By Lona O’Connor
The way that Lynn Migdal has chosen to grieve is very particular to her. She is the first to point that out, in the introduction to her 2017 book, Eternal Love Connections.
Her unorthodox approach adds a dash of magic and maybe even whimsy to the practice of grieving. While others may not follow exactly the path she chose, they can use it as a model to find their own ways, she hopes.
Migdal, a chiropractor, practiced for years in Delray Beach before July 12, 2012, when her two daughters, her ex-husband and their home were buried in a mudslide in Johnson’s Landing, British Columbia.
As crews searched for their bodies, Migdal went to British Columbia to wait for news.
Even in the midst of her own misery en route to the scene, Migdal couldn’t shake her habit of ministering to others.
“I was being helicoptered in with the fire chief of Vancouver, and I’m teaching him about his neck,” she recalled while eating lunch in a Delray Beach café.
The place where her house used to be — only the roof was visible — was a grisly sight.
“I was praying for the [search] dogs, but dogs are useless once the mud turns to cement, 32 feet of cement,” Migdal said.
The family members “were suffocated instantly, though it took a long time to get that information.”
Searchers found the bodies of Diana, 22, and Valentine Webber, and it took another week to find Rachel, 17. Their neighbor up the hill was never found.
For the next two years, Migdal’s first stage of grieving was to work.
“I wrote two books, started a nonprofit foundation and somehow directed and ran a natural healing center.”
She describes Wind Kissed as a “self-empowerment fantasy novel for children and adults.”
The second, Women’s Natural Guidebook, combines practical information with affirmations.
To liberate her emotions, Migdal spent time outside, in nature. She practiced deep, full breathing.
She took time every day to experience her grief head on. During that time, she bumped into something she came to call “eternal love connections,” which gave her the pleasure of feeling the presence of her departed loved ones.
In 2014, Migdal had a lightbulb moment.
As she watched, a 2-year-old boy took his mother’s cellphone and assumed the usual position, bent over and mesmerized by the screen. What she saw was a child in one of the worst possible positions for his spine and breathing.
“I realized I had to go into education. I can’t put my hands on everybody,” she said.
Thus was born what Migdal calls the Looking Up movement.
The Mayo Clinic in 2000 had already identified what is called the “forward neck posture,” worsened by hours spent bent over computers and, more recently, by constant scanning of cellphones. It is also known as “text neck” and can lead to arthritis, pinched nerves and other long-term negative effects.
One easy way to counteract text neck is to raise the cellphone to eye level rather than hunching over it. As part of teaching better posture, Migdal tries to entertain her audiences. Her nonprofit foundation, Looking Up, has sponsored events that included belly dancers and people dressed in skeleton T-shirts or cellphone costumes.

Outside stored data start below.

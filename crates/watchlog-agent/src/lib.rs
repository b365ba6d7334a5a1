// Copyright 2023-Present Datadog, Inc. https://www.datadoghq.com/
// SPDX-License-Identifier: Apache-2.0

#![cfg_attr(not(test), deny(clippy::panic))]
#![cfg_attr(not(test), deny(clippy::unwrap_used))]
#![cfg_attr(not(test), deny(clippy::expect_used))]
#![cfg_attr(not(test), deny(clippy::todo))]
#![cfg_attr(not(test), deny(clippy::unimplemented))]

pub mod config;
pub mod custom_metrics;
pub mod event;
pub mod gitlab;
pub mod http;
pub mod logger;
pub mod logs;
pub mod supervisor;
pub mod system_metrics;
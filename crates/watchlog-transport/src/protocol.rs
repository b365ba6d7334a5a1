// Copyright 2023-Present Datadog, Inc. https://www.datadoghq.com/
// SPDX-License-Identifier: Apache-2.0

//! Socket.IO v4 framing over a websocket text channel.
//!
//! Every websocket text message carries one Engine.IO packet, identified by its
//! first character. Engine.IO `message` packets (`4`) wrap a Socket.IO packet
//! whose type is the second character:
//!
//! ```text
//! 0{"sid":"..","pingInterval":25000,"pingTimeout":20000}   engine open
//! 2 / 3                                                    engine ping / pong
//! 40{"apiKey":".."}                                        socket connect (with auth)
//! 44{"message":"not authorized"}                           socket connect error
//! 42["customMetrics",[...]]                                socket event
//! ```

use serde::{Deserialize, Serialize};
use serde_json::Value;

use crate::error::ProtocolError;

pub const PONG: &str = "3";
pub const DISCONNECT: &str = "41";

const DEFAULT_PING_INTERVAL_MS: u64 = 25_000;
const DEFAULT_PING_TIMEOUT_MS: u64 = 20_000;

/// Parameters announced by the server in the Engine.IO open packet.
#[derive(Debug, Clone, PartialEq, Eq, Deserialize)]
#[serde(rename_all = "camelCase")]
pub struct Handshake {
    pub sid: String,
    #[serde(default = "default_ping_interval")]
    pub ping_interval: u64,
    #[serde(default = "default_ping_timeout")]
    pub ping_timeout: u64,
}

fn default_ping_interval() -> u64 {
    DEFAULT_PING_INTERVAL_MS
}

fn default_ping_timeout() -> u64 {
    DEFAULT_PING_TIMEOUT_MS
}

impl Handshake {
    /// Longest silence tolerated before the session is considered dead.
    pub fn liveness_window(&self) -> std::time::Duration {
        std::time::Duration::from_millis(self.ping_interval + self.ping_timeout)
    }
}

#[derive(Debug, Clone, PartialEq)]
pub enum Frame {
    Open(Handshake),
    Close,
    Ping,
    Pong,
    Noop,
    Connected { sid: Option<String> },
    ConnectError(String),
    Disconnect,
    Event { name: String, payload: Value },
    Ack,
}

pub fn decode(text: &str) -> Result<Frame, ProtocolError> {
    let mut chars = text.chars();
    let kind = chars.next().ok_or(ProtocolError::Empty)?;
    let rest = chars.as_str();
    match kind {
        '0' => serde_json::from_str(rest)
            .map(Frame::Open)
            .map_err(|e| ProtocolError::InvalidPayload(e.to_string())),
        '1' => Ok(Frame::Close),
        '2' => Ok(Frame::Ping),
        '3' => Ok(Frame::Pong),
        '4' => decode_socket_packet(rest),
        '5' | '6' => Ok(Frame::Noop),
        other => Err(ProtocolError::UnknownEnginePacket(other)),
    }
}

fn decode_socket_packet(text: &str) -> Result<Frame, ProtocolError> {
    let mut chars = text.chars();
    let kind = chars.next().ok_or(ProtocolError::Empty)?;
    let body = strip_ack_id(strip_namespace(chars.as_str()));
    match kind {
        '0' => {
            let sid = if body.is_empty() {
                None
            } else {
                parse_json(body)?
                    .get("sid")
                    .and_then(Value::as_str)
                    .map(str::to_string)
            };
            Ok(Frame::Connected { sid })
        }
        '1' => Ok(Frame::Disconnect),
        '2' | '5' => {
            let value = parse_json(body)?;
            let mut items = match value {
                Value::Array(items) => items.into_iter(),
                _ => {
                    return Err(ProtocolError::InvalidPayload(
                        "event payload is not an array".to_string(),
                    ))
                }
            };
            let name = match items.next() {
                Some(Value::String(name)) => name,
                _ => {
                    return Err(ProtocolError::InvalidPayload(
                        "event name missing".to_string(),
                    ))
                }
            };
            Ok(Frame::Event {
                name,
                payload: items.next().unwrap_or(Value::Null),
            })
        }
        '3' | '6' => Ok(Frame::Ack),
        '4' => {
            let message = match parse_json(body) {
                Ok(Value::Object(map)) => map
                    .get("message")
                    .and_then(Value::as_str)
                    .unwrap_or_default()
                    .to_string(),
                Ok(Value::String(message)) => message,
                _ => body.to_string(),
            };
            Ok(Frame::ConnectError(message))
        }
        other => Err(ProtocolError::UnknownSocketPacket(other)),
    }
}

// Packets for a non-default namespace look like `2/admin,["event"]`.
fn strip_namespace(text: &str) -> &str {
    if text.starts_with('/') {
        return text.split_once(',').map_or("", |(_, rest)| rest);
    }
    text
}

fn strip_ack_id(text: &str) -> &str {
    text.trim_start_matches(|c: char| c.is_ascii_digit())
}

fn parse_json(text: &str) -> Result<Value, ProtocolError> {
    serde_json::from_str(text).map_err(|e| ProtocolError::InvalidPayload(e.to_string()))
}

/// Socket.IO CONNECT for the default namespace, carrying the auth payload.
pub fn connect_packet<T: Serialize>(auth: &T) -> Result<String, serde_json::Error> {
    Ok(format!("40{}", serde_json::to_string(auth)?))
}

pub fn event_packet(name: &str, payload: &Value) -> Result<String, serde_json::Error> {
    Ok(format!("42{}", serde_json::to_string(&(name, payload))?))
}

/// Builds the websocket endpoint for a collector base url such as `https://log.example.com:3006`.
pub fn endpoint_url(server: &str) -> String {
    let server = server.trim_end_matches('/');
    let server = if let Some(rest) = server.strip_prefix("https://") {
        format!("wss://{rest}")
    } else if let Some(rest) = server.strip_prefix("http://") {
        format!("ws://{rest}")
    } else if server.starts_with("ws://") || server.starts_with("wss://") {
        server.to_string()
    } else {
        format!("ws://{server}")
    };
    format!("{server}/socket.io/?EIO=4&transport=websocket")
}

#[cfg(test)]
mod tests {
    use super::*;
    use serde_json::json;

    #[test]
    fn decodes_open_packet() {
        let frame =
            decode(r#"0{"sid":"abc","upgrades":[],"pingInterval":25000,"pingTimeout":5000}"#)
                .unwrap();
        let Frame::Open(handshake) = frame else {
            panic!("expected open frame");
        };
        assert_eq!(handshake.sid, "abc");
        assert_eq!(
            handshake.liveness_window(),
            std::time::Duration::from_millis(30_000)
        );
    }

    #[test]
    fn decodes_connect_ack_and_error() {
        assert_eq!(
            decode(r#"40{"sid":"xyz"}"#).unwrap(),
            Frame::Connected {
                sid: Some("xyz".to_string())
            }
        );
        assert_eq!(decode("40").unwrap(), Frame::Connected { sid: None });
        assert_eq!(
            decode(r#"44{"message":"invalid api key"}"#).unwrap(),
            Frame::ConnectError("invalid api key".to_string())
        );
    }

    #[test]
    fn decodes_events_with_namespace_and_ack_id() {
        assert_eq!(
            decode(r#"42["hello",{"a":1}]"#).unwrap(),
            Frame::Event {
                name: "hello".to_string(),
                payload: json!({"a": 1})
            }
        );
        assert_eq!(
            decode(r#"42/admin,7["hello"]"#).unwrap(),
            Frame::Event {
                name: "hello".to_string(),
                payload: Value::Null
            }
        );
    }

    #[test]
    fn rejects_garbage() {
        assert_eq!(decode(""), Err(ProtocolError::Empty));
        assert_eq!(decode("9"), Err(ProtocolError::UnknownEnginePacket('9')));
        assert!(matches!(
            decode("42{}"),
            Err(ProtocolError::InvalidPayload(_))
        ));
    }

    #[test]
    fn encodes_outbound_packets() {
        assert_eq!(
            event_packet("customMetrics", &json!([{"metric": "a"}])).unwrap(),
            r#"42["customMetrics",[{"metric":"a"}]]"#
        );
        assert_eq!(
            connect_packet(&json!({"apiKey": "k"})).unwrap(),
            r#"40{"apiKey":"k"}"#
        );
    }

    #[test]
    fn builds_endpoint_url() {
        assert_eq!(
            endpoint_url("https://log.example.com:3006/"),
            "wss://log.example.com:3006/socket.io/?EIO=4&transport=websocket"
        );
        assert_eq!(
            endpoint_url("127.0.0.1:9000"),
            "ws://127.0.0.1:9000/socket.io/?EIO=4&transport=websocket"
        );
    }
}
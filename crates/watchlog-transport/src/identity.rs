// Copyright 2023-Present Datadog, Inc. https://www.datadoghq.com/
// SPDX-License-Identifier: Apache-2.0

//! Machine identity sent with every connect.
//!
//! The uuid is resolved once per process and persisted, the network facing
//! parts (hostname, public address) are re-read before each attempt.

use std::fs::{self, OpenOptions};
use std::io::Write;
use std::net::Ipv4Addr;
use std::path::Path;

use serde::Serialize;
use sysinfo::{Networks, System};
use tracing::{debug, warn};

const DMI_SERIAL: &str = "/sys/class/dmi/id/product_serial";
const DMI_UUID: &str = "/sys/class/dmi/id/product_uuid";

// Values firmware vendors leave in unset DMI fields.
const PLACEHOLDER_IDS: &[&str] = &[
    "none",
    "0",
    "default string",
    "not specified",
    "not applicable",
    "to be filled by o.e.m.",
    "system serial number",
];

/// Payload of the Socket.IO CONNECT packet.
#[derive(Debug, Clone, PartialEq, Eq, Serialize)]
#[serde(rename_all = "camelCase")]
pub struct AuthIdentity {
    pub api_key: String,
    pub host: String,
    pub ip: Option<String>,
    pub uuid: String,
    pub distro: String,
    pub release: String,
    pub agent_version: String,
}

/// Read access to the facts identity is built from.
pub trait HostProbe: Send + Sync {
    fn hostname(&self) -> String;
    fn ipv4_addresses(&self) -> Vec<Ipv4Addr>;
    fn distro(&self) -> String;
    fn release(&self) -> String;
    fn serial_number(&self) -> Option<String>;
    fn system_uuid(&self) -> Option<String>;
}

pub trait IdentitySource: Send + Sync {
    fn resolve(&self) -> AuthIdentity;
}

#[derive(Debug, Default, Clone, Copy)]
pub struct SystemHostProbe;

impl HostProbe for SystemHostProbe {
    fn hostname(&self) -> String {
        System::host_name().unwrap_or_else(|| "unknown".to_string())
    }

    fn ipv4_addresses(&self) -> Vec<Ipv4Addr> {
        let networks = Networks::new_with_refreshed_list();
        let mut interfaces: Vec<_> = networks.iter().collect();
        interfaces.sort_by(|a, b| a.0.cmp(b.0));
        interfaces
            .into_iter()
            .flat_map(|(_, data)| data.ip_networks().iter())
            .filter_map(|network| match network.addr {
                std::net::IpAddr::V4(addr) => Some(addr),
                std::net::IpAddr::V6(_) => None,
            })
            .collect()
    }

    fn distro(&self) -> String {
        System::name().unwrap_or_else(|| std::env::consts::OS.to_string())
    }

    fn release(&self) -> String {
        System::os_version().unwrap_or_default()
    }

    fn serial_number(&self) -> Option<String> {
        read_dmi(DMI_SERIAL)
    }

    fn system_uuid(&self) -> Option<String> {
        read_dmi(DMI_UUID)
    }
}

fn read_dmi(path: &str) -> Option<String> {
    fs::read_to_string(path)
        .ok()
        .and_then(|value| usable_id(&value))
}

fn usable_id(value: &str) -> Option<String> {
    let value = value.trim();
    if value.is_empty() || PLACEHOLDER_IDS.contains(&value.to_lowercase().as_str()) {
        return None;
    }
    Some(value.to_string())
}

/// Loopback or RFC1918 private range.
pub fn is_private_or_loopback(addr: &Ipv4Addr) -> bool {
    addr.is_loopback() || addr.is_private()
}

pub fn first_public_ipv4(addresses: &[Ipv4Addr]) -> Option<Ipv4Addr> {
    addresses
        .iter()
        .find(|addr| !is_private_or_loopback(addr))
        .copied()
}

/// Picks the machine uuid: configured value, then serial number, then system
/// uuid, then hostname. A derived value is appended to `env_file` as
/// `UUID=<uuid>` so the next start reads it back as the configured value.
pub fn resolve_machine_uuid(
    configured: Option<&str>,
    probe: &dyn HostProbe,
    env_file: &Path,
) -> String {
    if let Some(uuid) = configured.and_then(usable_id) {
        return uuid;
    }

    let uuid = probe
        .serial_number()
        .and_then(|v| usable_id(&v))
        .or_else(|| probe.system_uuid().and_then(|v| usable_id(&v)))
        .unwrap_or_else(|| probe.hostname());

    if let Err(e) = persist_uuid(env_file, &uuid) {
        warn!(
            "TRANSPORT | Could not persist machine uuid to {}: {e}",
            env_file.display()
        );
    } else {
        debug!("TRANSPORT | Persisted machine uuid to {}", env_file.display());
    }
    uuid
}

fn persist_uuid(env_file: &Path, uuid: &str) -> std::io::Result<()> {
    let mut file = OpenOptions::new()
        .create(true)
        .append(true)
        .open(env_file)?;
    writeln!(file, "\nUUID={uuid}")
}

/// Identity backed by a host probe; host and address are refreshed on every call.
pub struct HostIdentity {
    api_key: String,
    uuid: String,
    agent_version: String,
    probe: Box<dyn HostProbe>,
}

impl HostIdentity {
    pub fn new(
        api_key: String,
        uuid: String,
        agent_version: String,
        probe: Box<dyn HostProbe>,
    ) -> Self {
        Self {
            api_key,
            uuid,
            agent_version,
            probe,
        }
    }
}

impl IdentitySource for HostIdentity {
    fn resolve(&self) -> AuthIdentity {
        AuthIdentity {
            api_key: self.api_key.clone(),
            host: self.probe.hostname(),
            ip: first_public_ipv4(&self.probe.ipv4_addresses()).map(|ip| ip.to_string()),
            uuid: self.uuid.clone(),
            distro: self.probe.distro(),
            release: self.probe.release(),
            agent_version: self.agent_version.clone(),
        }
    }
}
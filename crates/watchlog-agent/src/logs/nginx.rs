// Copyright 2023-Present Datadog, Inc. https://www.datadoghq.com/
// SPDX-License-Identifier: Apache-2.0

//! NGINX access-log monitor and reachability probe.

use std::sync::Arc;
use std::time::Duration;

use chrono::{SecondsFormat, Utc};
use regex::Regex;
use reqwest::Url;
use serde::Serialize;
use tokio::net::TcpStream;
use tokio::time::{interval, MissedTickBehavior};
use tokio_util::sync::CancellationToken;
use tracing::{debug, info, warn};

use crate::config::NginxSettings;
use crate::event::{Event, EventSink};
use crate::logs::access::{AccessBuffer, AccessEntry, AccessSource};
use crate::logs::normalize::PathNormalizer;
use crate::logs::tailer::FileTailer;
use crate::logs::{FLUSH_INTERVAL, POLL_INTERVAL};

const STATUS_INTERVAL: Duration = Duration::from_secs(5);

/// `log_format` with the full URL quoted after the request line, then
/// status, bytes, referer, user agent, request time, upstream time and TLS.
const LINE_PATTERN: &str = r#"^(\S+) - \S+ \[([^\]]+)\] "([A-Z]+) ([^ ]+) HTTP/[^"]+" "([^"]+)" (\d{3}) \d+ "([^"]*)" "([^"]*)" ([\d.]+) ([\d.]+|-) ([.\-]) (\S+) (\S+)$"#;

pub struct NginxLineParser {
    line: Regex,
    normalizer: PathNormalizer,
}

impl NginxLineParser {
    pub fn new() -> Result<Self, regex::Error> {
        Ok(Self {
            line: Regex::new(LINE_PATTERN)?,
            normalizer: PathNormalizer::new()?,
        })
    }

    /// `None` for lines that do not follow the expected format.
    pub fn parse(&self, line: &str, timestamp: &str) -> Option<AccessEntry> {
        let captures = self.line.captures(line)?;
        let method = captures.get(3)?.as_str();
        let raw_url = captures.get(4)?.as_str();
        let full_url = captures.get(5)?.as_str();
        let status = captures.get(6)?.as_str().parse::<u16>().ok()?;
        let request_time = captures.get(9)?.as_str().parse::<f64>().unwrap_or(0.0);

        let (origin, path) = match Url::parse(full_url) {
            Ok(url) => (
                url.host_str().unwrap_or("unknown").to_string(),
                url.path().to_string(),
            ),
            Err(_) => (
                "invalid-url".to_string(),
                raw_url.split('?').next().unwrap_or_default().to_string(),
            ),
        };
        if path.is_empty() {
            return None;
        }

        Some(AccessEntry {
            timestamp: timestamp.to_string(),
            origin,
            method: method.to_string(),
            path: self.normalizer.normalize(&path),
            status,
            duration_ms: request_time * 1000.0,
            raw: line.to_string(),
        })
    }
}

#[derive(Debug, Clone, Copy, PartialEq, Eq, Serialize)]
#[serde(rename_all = "lowercase")]
pub enum ProbeStatus {
    Active,
    Inactive,
}

#[derive(Debug, Clone, PartialEq, Serialize)]
pub struct NginxStatusChange {
    pub timestamp: String,
    pub status: ProbeStatus,
    pub prev: Option<ProbeStatus>,
}

/// Reports a change only when the probe result differs from the previous one.
#[derive(Debug, Default)]
pub struct StatusTracker {
    previous: Option<ProbeStatus>,
}

impl StatusTracker {
    pub fn observe(&mut self, status: ProbeStatus, timestamp: String) -> Option<NginxStatusChange> {
        if self.previous == Some(status) {
            return None;
        }
        let prev = self.previous.replace(status);
        Some(NginxStatusChange {
            timestamp,
            status,
            prev,
        })
    }
}

/// TCP connect within `timeout`.
pub async fn probe(host: &str, port: u16, timeout: Duration) -> ProbeStatus {
    match tokio::time::timeout(timeout, TcpStream::connect((host, port))).await {
        Ok(Ok(_)) => ProbeStatus::Active,
        Ok(Err(e)) => {
            debug!("NGINX | {host}:{port} unreachable: {e}");
            ProbeStatus::Inactive
        }
        Err(_) => ProbeStatus::Inactive,
    }
}

fn now_iso() -> String {
    Utc::now().to_rfc3339_opts(SecondsFormat::Millis, true)
}

pub struct NginxMonitor {
    settings: NginxSettings,
    parser: NginxLineParser,
    sink: Arc<dyn EventSink>,
}

impl NginxMonitor {
    pub fn new(settings: NginxSettings, sink: Arc<dyn EventSink>) -> Result<Self, regex::Error> {
        Ok(Self {
            settings,
            parser: NginxLineParser::new()?,
            sink,
        })
    }

    pub async fn run(self, cancel: CancellationToken) {
        let mut tailer = match FileTailer::attach_at_end(&self.settings.access_log).await {
            Ok(tailer) => tailer,
            Err(e) => {
                warn!(
                    "NGINX | Not monitoring {}: {e}",
                    self.settings.access_log.display()
                );
                return;
            }
        };
        info!("NGINX | Tailing {}", self.settings.access_log.display());

        let mut buffer = AccessBuffer::new(AccessSource::Nginx);
        let mut status = StatusTracker::default();
        let mut poll_tick = interval(POLL_INTERVAL);
        let mut flush_tick = interval(FLUSH_INTERVAL);
        let mut status_tick = interval(STATUS_INTERVAL);
        for tick in [&mut poll_tick, &mut flush_tick, &mut status_tick] {
            tick.set_missed_tick_behavior(MissedTickBehavior::Skip);
        }
        flush_tick.tick().await;

        loop {
            tokio::select! {
                _ = cancel.cancelled() => break,
                _ = poll_tick.tick() => match tailer.poll().await {
                    Ok(lines) => {
                        let timestamp = now_iso();
                        for line in lines {
                            if let Some(entry) = self.parser.parse(&line, &timestamp) {
                                buffer.push(entry, self.sink.as_ref());
                            }
                        }
                    }
                    Err(e) => debug!("NGINX | Tail error: {e}"),
                },
                _ = flush_tick.tick() => buffer.flush(self.sink.as_ref()),
                _ = status_tick.tick() => {
                    let current = probe(
                        &self.settings.host,
                        self.settings.port,
                        self.settings.healthcheck_timeout,
                    )
                    .await;
                    if let Some(change) = status.observe(current, now_iso()) {
                        self.sink.emit(Event::NginxStatus(change));
                    }
                }
            }
        }
        buffer.flush(self.sink.as_ref());
    }
}

#[cfg(test)]
mod tests {
    use super::*;

    const LINE: &str = r#"203.0.113.9 - - [01/May/2024:12:00:00 +0000] "GET /api/users/42?x=1 HTTP/1.1" "https://shop.example.com/api/users/42?x=1" 200 512 "-" "curl/8.0" 0.125 0.120 . TLSv1.3 TLS_AES_256_GCM_SHA384"#;

    #[test]
    fn test_parse_line() {
        let parser = NginxLineParser::new().unwrap();
        let entry = parser.parse(LINE, "ts").unwrap();
        assert_eq!(entry.origin, "shop.example.com");
        assert_eq!(entry.method, "GET");
        assert_eq!(entry.path, "/api/users/:id");
        assert_eq!(entry.status, 200);
        assert_eq!(entry.duration_ms, 125.0);
        assert_eq!(entry.raw, LINE);
    }

    #[test]
    fn test_invalid_full_url_falls_back_to_raw_path() {
        let parser = NginxLineParser::new().unwrap();
        let line = LINE.replace("https://shop.example.com/api/users/42?x=1", "not a url");
        let entry = parser.parse(&line, "ts").unwrap();
        assert_eq!(entry.origin, "invalid-url");
        assert_eq!(entry.path, "/api/users/:id");
    }

    #[test]
    fn test_unmatched_line_is_ignored() {
        let parser = NginxLineParser::new().unwrap();
        assert!(parser.parse("garbage", "ts").is_none());
        assert!(parser
            .parse(r#"1.2.3.4 - - [x] "GET / HTTP/1.1" 200 1 "-" "-""#, "ts")
            .is_none());
    }

    #[test]
    fn test_status_tracker_reports_transitions() {
        let mut tracker = StatusTracker::default();
        let first = tracker.observe(ProbeStatus::Active, "t1".into()).unwrap();
        assert_eq!(first.prev, None);
        assert!(tracker.observe(ProbeStatus::Active, "t2".into()).is_none());
        let change = tracker.observe(ProbeStatus::Inactive, "t3".into()).unwrap();
        assert_eq!(change.prev, Some(ProbeStatus::Active));
        assert_eq!(
            serde_json::to_value(&change).unwrap(),
            serde_json::json!({"timestamp": "t3", "status": "inactive", "prev": "active"})
        );
    }

    #[tokio::test]
    async fn test_probe() {
        let listener = tokio::net::TcpListener::bind("127.0.0.1:0").await.unwrap();
        let port = listener.local_addr().unwrap().port();
        assert_eq!(
            probe("127.0.0.1", port, Duration::from_secs(1)).await,
            ProbeStatus::Active
        );
        drop(listener);
        assert_eq!(
            probe("127.0.0.1", port, Duration::from_secs(1)).await,
            ProbeStatus::Inactive
        );
    }
}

Foot-tapping rap and reggae versions of the song Look Up, can be done cha-cha-cha style or with a hula hoop.
Looking up is the simplest way to a healthier respiratory and nervous system in the cellphone age, and Migdal and her associates — other chiropractors, healers and therapists — have made it fun.
“We want to be an educational foundation that entertains,” said Migdal.
Sometime in the nearly six years since she lost her family, Migdal’s curly hair went from brown to silver. A small woman with a fashionable flair, she demonstrates, with a slightly self-mocking air, how she can adjust the wired Elvis-style collar of her short, spangled black jacket. She gives off a frisson of intense energy.
“Back in the ’70s, I was a hustle queen in New York City,” she said. “I Spanish-hustled my way through chiropractic school.”
Later, dancing came to her aid again.
One day, when she realized how much she missed dancing with her daughters, “I put their pictures on sticks and danced with them. If you’re missing, you’re not listening. I cry a lot, but I breathe and dance and connect with love. If you can connect with what you’re missing, you’re blissing. There is no lack. You can’t hug the body, but the energy never dies.”
She has held dances for parents who lost children and for divorced parents.
“Dancing can work for anger as well,” she said. “Parents feel so guilty that they don’t allow themselves pleasure.”
She now offers her services as a “wellness nanny,” helping families avoid mental and physical illness.
“I’ve done this work for over 40 years, I’ve gone through sudden death. I’m taking the show on the road,” she said.
Last year Migdal wrote this message in the newsletter of Bereaved Parents of the USA, whose national convention she also addressed: “Although Mother Nature caused my grief, she is also responsible for my healing and my return to gratitude. I am reminded by her daily that I have a mission of helping her to heal the rest of her children.”